Operator new bad_alloc is a serious resource problem, because memory can’t be allocated, objects can’t be constructed, they definitely won’t run as they used to, and you probably won’t even have enough memory to clean up. In this case, letting the application die is the right thing to do…

solution

Increase the memory

The best way is definitely to increase memory. After all, as the amount of data increases, memory usage inevitably increases, and you may not be able to handle a sudden increase in the amount of imported data.

Optimizing import Configuration

In the current version of StarRocke (1.19) there is a configuration item:

# mem_limit=80% # mem_limit=80% # mem_limit=80% # mem_limit=80% # MEM_limit =80% Load_process_max_memory_limit_bytes =107374182400 # 100GB load_process_max_memory_limit_percent=80 # memory upper limit occupied by all import threads on a node, 80%Copy the code

You can set this option to limit the memory footprint.

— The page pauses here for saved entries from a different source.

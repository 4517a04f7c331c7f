//! Elastic radius control loop
//!
//! Each observation feeds one density sample into the per-user state
//! machine. The radius never snaps: the current value moves toward the
//! target by exponential smoothing, so consecutive queries see a steady
//! contraction or expansion instead of flicker.

use std::collections::HashMap;
use std::time::Duration;

use parking_lot::Mutex;

use aura_core::{RadiusConfig, Timestamp, Trend, UserId};

use crate::aura::AuraState;

/// Per-user radius controller
///
/// Sharded by user id: one user's radius never depends on another's, so
/// shards only serialize observations for users that hash together.
pub struct RadiusController {
    config: RadiusConfig,
    shards: Box<[Mutex<HashMap<UserId, AuraState>>]>,
    idle_expiry: Duration,
}

impl RadiusController {
    pub fn new(config: RadiusConfig, idle_expiry: Duration, shard_count: usize) -> Self {
        let shard_count = shard_count.max(1);
        let shards = (0..shard_count)
            .map(|_| Mutex::new(HashMap::new()))
            .collect::<Vec<_>>()
            .into_boxed_slice();

        RadiusController {
            config,
            shards,
            idle_expiry,
        }
    }

    fn shard_of(&self, user: UserId) -> &Mutex<HashMap<UserId, AuraState>> {
        &self.shards[user.0 as usize % self.shards.len()]
    }

    pub fn config(&self) -> &RadiusConfig {
        &self.config
    }

    /// Feed one density sample and return the updated state
    ///
    /// `None` means density estimation failed: the radius holds exactly as
    /// it was. It never resets to a default, which would make the user's
    /// search area observably different from what they had.
    pub fn observe(&self, user: UserId, density: Option<f64>, now: Timestamp) -> AuraState {
        let mut shard = self.shard_of(user).lock();
        let state = shard
            .entry(user)
            .or_insert_with(|| AuraState::initial(&self.config, now));

        match density {
            Some(density) => Self::apply(&self.config, state, density, now),
            None => {
                tracing::warn!(user = %user, "density unavailable, holding radius");
                state.last_updated = now;
            }
        }

        state.clone()
    }

    fn apply(config: &RadiusConfig, state: &mut AuraState, density: f64, now: Timestamp) {
        state.density = density;

        if density > 0.0 {
            state.zero_streak = 0;
        } else if state.target_at_max(config) {
            state.zero_streak = state.zero_streak.saturating_add(1);
        }

        if density == 0.0 && state.zero_streak >= config.tunnel_after {
            // Nothing reachable even at full expansion: stop growing and
            // serve hotspot candidates instead.
            if state.trend != Trend::Tunneling {
                tracing::debug!(streak = state.zero_streak, "aura tunneling");
            }
            state.trend = Trend::Tunneling;
            state.target_radius_km = config.max_radius_km;
        } else if density > config.density_ceiling {
            state.trend = Trend::Contracting;
            state.target_radius_km =
                (state.current_radius_km * config.shrink_factor).max(config.min_radius_km);
        } else if density < config.density_floor {
            state.trend = Trend::Expanding;
            state.target_radius_km =
                (state.current_radius_km * config.grow_factor).min(config.max_radius_km);
        } else {
            state.trend = Trend::Stable;
            state.target_radius_km = state.current_radius_km;
        }

        state.current_radius_km +=
            (state.target_radius_km - state.current_radius_km) * config.smoothing;
        state.current_radius_km = state
            .current_radius_km
            .clamp(config.min_radius_km, config.max_radius_km);
        state.last_updated = now;
    }

    pub fn state_of(&self, user: UserId) -> Option<AuraState> {
        self.shard_of(user).lock().get(&user).cloned()
    }

    /// Drop one user's state (session end)
    pub fn remove(&self, user: UserId) -> bool {
        self.shard_of(user).lock().remove(&user).is_some()
    }

    /// Drop states idle past the expiry window
    pub fn expire_idle(&self, now: Timestamp) -> usize {
        let mut expired = 0;
        for shard in self.shards.iter() {
            let mut states = shard.lock();
            let before = states.len();
            states.retain(|_, state| now.since(state.last_updated) <= self.idle_expiry);
            expired += before - states.len();
        }
        expired
    }

    pub fn len(&self) -> usize {
        self.shards.iter().map(|s| s.lock().len()).sum()
    }

    pub fn is_empty(&self) -> bool {
        self.len() == 0
    }
}
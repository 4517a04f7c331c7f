//! Per-user aura state

use aura_core::{RadiusConfig, Timestamp, Trend};

/// Adaptive search state for one querying user
///
/// Created lazily on first query, mutated only by the radius controller,
/// dropped at session end or after idle expiry.
#[derive(Clone, Debug, PartialEq)]
pub struct AuraState {
    /// Radius currently in effect, kilometers
    pub current_radius_km: f64,
    /// Radius the controller is steering toward
    pub target_radius_km: f64,
    /// Last density observation, users per km²
    pub density: f64,
    pub trend: Trend,
    /// Consecutive zero-density observations with the target pinned at
    /// maximum radius
    pub zero_streak: u32,
    pub last_updated: Timestamp,
}

impl AuraState {
    /// Fresh state: starts at the minimum radius and grows outward, which
    /// is the privacy-conservative default
    pub fn initial(config: &RadiusConfig, now: Timestamp) -> Self {
        AuraState {
            current_radius_km: config.min_radius_km,
            target_radius_km: config.min_radius_km,
            density: 0.0,
            trend: Trend::Stable,
            zero_streak: 0,
            last_updated: now,
        }
    }

    /// Whether the target can no longer grow
    #[inline]
    pub fn target_at_max(&self, config: &RadiusConfig) -> bool {
        self.target_radius_km >= config.max_radius_km
    }
}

Other memory optimization parameters can be viewed:

Docs.starrocks.com/zh-cn/main/…

Set memory allocation parameters

You are advised to set cat /proc/sys/vm-overcommit_memory to 1.

echo 1 | sudo tee /proc/sys/vm/overcommit_memory
Copy the code

Table optimization

Memory tables: StarRocks supports caching all table data in memory to speed up queries. Memory tables are suitable for tables with a small number of rows.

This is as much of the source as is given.